#ReflectiveTeacher Post 9
The Unspoken Accomplishments
What is it that a teacher really accomplishes? Is it accolades from administrators, district higher ups, certificates, awards, units, or new degrees? Is it when a parent says, “You know what Ms. Simmons you are the best teacher my child ever had.” Is it an accomplishment when the principal calls and asks you to move into a position of leadership? Is it when students get excited because they have learned something new?
The really interesting thing, I feel my greatest accomplishments are not my accomplishments at all. They are the accomplishments of my students and they are shared with me. I believe I had something to do with them, but I know they are not mine alone.
So here is one of my greatest accomplishments in teaching. This is the story of a student. A student who struggled with authority, was very confrontational, and quite used to being the center of attention in a negative way. Every day was a battle for him. He had many triggers and many different behaviors that accompanied those triggers. But, boy some days he could be a real angel. Those were the days I longed for and the days that gave me the audacity to hope that I could make a difference in his life.
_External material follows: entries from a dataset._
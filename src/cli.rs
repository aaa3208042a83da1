use clap::{Args, Parser};
use std::path::PathBuf;

use crate::scan::ErrorPolicy;

#[derive(Parser)]
#[command(
    name = "dupscan",
    version,
    about = "Find files with identical content across directory trees"
)]
pub struct Cli {
    /// Path to a YAML config file (default: dupscan.yaml in the CWD or next to the binary)
    #[arg(long)]
    pub config: Option<PathBuf>,

    /// More log output (-v info, -vv debug, -vvv trace)
    #[arg(short, long, action = clap::ArgAction::Count)]
    pub verbose: u8,

    /// Only log errors
    #[arg(short, long, conflicts_with = "verbose")]
    pub quiet: bool,

    /// Print the report as JSON
    #[arg(long)]
    pub json: bool,

    #[command(flatten)]
    pub scan: ScanArgs,
}

#[derive(Args, Default)]
pub struct ScanArgs {
    /// Directories to scan (default: current directory)
    pub dirs: Vec<PathBuf>,

    /// Follow symbolic links
    #[arg(long)]
    pub follow_symlinks: bool,

    /// Skip hidden files and directories
    #[arg(long)]
    pub skip_hidden: bool,

    /// Only consider files whose name contains a dot
    #[arg(long)]
    pub require_extension: bool,

    /// Compare matching files byte for byte before reporting them
    #[arg(long)]
    pub verify: bool,

    /// Ignore files smaller than this many bytes
    #[arg(long, value_name = "BYTES")]
    pub min_size: Option<u64>,

    /// What to do with files that cannot be read
    #[arg(long, value_enum, value_name = "POLICY")]
    pub on_error: Option<ErrorPolicy>,

    /// Include only files matching these glob patterns
    #[arg(long, value_name = "GLOB")]
    pub include: Vec<String>,

    /// Exclude files matching these glob patterns
    #[arg(long, value_name = "GLOB")]
    pub exclude: Vec<String>,
}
He came to me in fourth grade. He worked hard. His mother and father worked hard. I worked hard. His team at my school worked hard to craft consistent expectations, rewards, incentives, and help to increase his self efficacy. His classmates worked hard. They were forgiving of certain behaviors. They learned to hold high expectations for themselves, so his behavior didn’t lead to whole class disruptions. We learned to work together for the good of the group. So much so that at the end of the year I wanted to loop with them to 5th grade. I didn’t want to lose the momentum of progress this group of students had gained. I wanted to see these students through. With my principal on board our work continued into the 5th grade. We worked hard and we had a great time. It wasn’t easy, but we got it done.
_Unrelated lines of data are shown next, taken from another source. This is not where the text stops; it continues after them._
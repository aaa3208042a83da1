/// mktest — generate deterministic test data under testdata/
///
/// Run with: cargo run --bin mktest
///
/// Wipes and recreates testdata/ from scratch. Expected duplicate groups:
///   "hello world\n"   — 4 files (3 with --skip-hidden)  — 12 bytes each
///   "roses are red\n" — 2 files                    — 14 bytes each
///   128 KB 0xAB block — 2 files                    — 131072 bytes each
///   "" (empty)        — 2 files                    — dropped by --min-size 1
///
/// Decoys: "roses are RED\n" has the same size as the poem but different
/// content; LICENSE has no extension and is dropped by --require-extension.
///
/// Symlink layout (Unix only):
///   testdata/gamma/alpha_link -> ../alpha
///   Used to test --follow-symlinks behaviour.

use std::fs;
use std::io::Write;
use std::path::Path;

fn main() {
    let root = Path::new("testdata");

    // Wipe and recreate
    if root.exists() {
        fs::remove_dir_all(root).expect("remove testdata");
    }
    fs::create_dir_all(root).expect("create testdata");

    // ── alpha/ ────────────────────────────────────────────────────────────────
    let alpha = root.join("alpha");
    let alpha_nested = alpha.join("nested");
    fs::create_dir_all(&alpha_nested).expect("create alpha/nested");
    write_file(&alpha.join("hello.txt"), b"hello world\n");
    write_file(&alpha.join("unique_a.txt"), b"unique content alpha\n");
    write_file(&alpha_nested.join("hello_copy.txt"), b"hello world\n");
    write_file(&alpha_nested.join("empty.log"), b"");

    // ── beta/ ─────────────────────────────────────────────────────────────────
    let beta = root.join("beta");
    let beta_subdir = beta.join("subdir");
    fs::create_dir_all(&beta_subdir).expect("create beta/subdir");
    write_file(&beta.join("LICENSE"), b"hello world\n");
    write_file(&beta.join("empty.log"), b"");
    write_file(&beta_subdir.join("poem.txt"), b"roses are red\n");
    write_file(&beta_subdir.join("poem_shout.txt"), b"roses are RED\n");

    // ── gamma/ ────────────────────────────────────────────────────────────────
    let gamma = root.join("gamma");
    fs::create_dir_all(&gamma).expect("create gamma");
    write_file(&gamma.join("poem_copy.txt"), b"roses are red\n");

    // Symlink: gamma/alpha_link -> ../alpha
    // Without --follow-symlinks the link is ignored; with it, the canonical
    // path check keeps alpha's files from being counted twice.
    #[cfg(unix)]
    std::os::unix::fs::symlink("../alpha", gamma.join("alpha_link"))
        .unwrap_or_else(|e| eprintln!("warning: could not create symlink: {e}"));

    // ── large/ ────────────────────────────────────────────────────────────────
    let large = root.join("large");
    fs::create_dir_all(&large).expect("create large");
    let big_data = vec![0xABu8; 128 * 1024];
    write_file(&large.join("big.bin"), &big_data);
    write_file(&large.join("big_copy.bin"), &big_data);

    // ── hidden/ ───────────────────────────────────────────────────────────────
    let hidden = root.join("hidden");
    fs::create_dir_all(&hidden).expect("create hidden");
    write_file(&hidden.join(".hidden_dup.txt"), b"hello world\n");
    write_file(&hidden.join("visible.txt"), b"visible only\n");

    // ── Summary ───────────────────────────────────────────────────────────────
    println!("Test data created under testdata/");
    println!();
    println!("Expected duplicate groups:");
    println!("  \"hello world\\n\"    4 files   12 bytes each (3 with --skip-hidden, 3 with --require-extension)");
    println!("  \"roses are red\\n\"  2 files   14 bytes each");
    println!("  128 KB 0xAB block  2 files   131072 bytes each");
    println!("  empty files        2 files   0 bytes each");
    println!();
    println!("Test commands:");
    println!("  cargo run -- testdata");
    println!("  cargo run -- testdata --skip-hidden");
    println!("  cargo run -- testdata --min-size 1 --require-extension");
    println!("  cargo run -- testdata/alpha testdata/beta testdata/gamma testdata/large");
    println!("  cargo run -- testdata testdata/alpha        # nested root is dropped");
    println!("  cargo run -- testdata --follow-symlinks     # link followed, no double-count");
    println!("  cargo run -- testdata --verify --json");
}

fn write_file(path: &Path, content: &[u8]) {
    let mut f = fs::File::create(path)
        .unwrap_or_else(|e| panic!("create {}: {}", path.display(), e));
    f.write_all(content)
        .unwrap_or_else(|e| panic!("write {}: {}", path.display(), e));
}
Recently this young man came to visit me. He said, “You know what Ms. Simmons I have matured. I have learned to control my anger and I am doing well.” Our conversation was short. But I was more than proud. Is this accomplishment mine? Probably not. It is his for sure. But these are the accomplishments I hold dear. More dear than any of the possibilities mentioned above. My greatest unspoken accomplishments are the days where patience, support, and high expectations give a child enough time and hope to mature into the kind of person they really want to be.